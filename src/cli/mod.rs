//! CLI module
//!
//! Command-line interface over [`Dhis2Client`](crate::client::Dhis2Client).
//!
//! # Commands
//!
//! - `list` - One page of a collection
//! - `iterate` - Every item of a collection, one per line
//! - `get` - A single metadata object
//! - `analytics` - Run an analytics query
//! - `pull-dvs` / `push-dvs` - Export or import data value sets
//! - `demo` - Quick tour against a live server

mod commands;
mod runner;

pub use commands::{parse_param, Cli, Commands};
pub use runner::Runner;

#[cfg(test)]
mod tests;
//! Data sets

use super::ObjectRef;
use crate::types::JsonObject;
use serde::{Deserialize, Serialize};

/// DHIS2 data set
#[derive(Debug, Clone, PartialEq, Serialize, Deserialize)]
#[serde(rename_all = "camelCase")]
pub struct DataSet {
    pub id: String,
    pub display_name: String,
    /// e.g. `Monthly`, `Quarterly`
    #[serde(default, skip_serializing_if = "Option::is_none")]
    pub period_type: Option<String>,
    #[serde(default, skip_serializing_if = "Option::is_none")]
    pub organisation_units: Option<Vec<ObjectRef>>,
    /// Data element UIDs
    #[serde(default, skip_serializing_if = "Option::is_none")]
    pub data_elements: Option<Vec<String>>,
    #[serde(flatten)]
    pub extra: JsonObject,
}

impl DataSet {
    /// Whether the data set is assigned to the given organisation unit
    pub fn is_assigned_to(&self, org_unit: &str) -> bool {
        self.organisation_units
            .as_deref()
            .is_some_and(|units| units.iter().any(|unit| unit.id == org_unit))
    }
}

********

◆ **Exercise brief**
Identify the lines in the entries above that contain "Deserialize", then copy them out.

◆ **Answer section**
use serde::{Deserialize, Serialize};
#[derive(Debug, Clone, PartialEq, Serialize, Deserialize)]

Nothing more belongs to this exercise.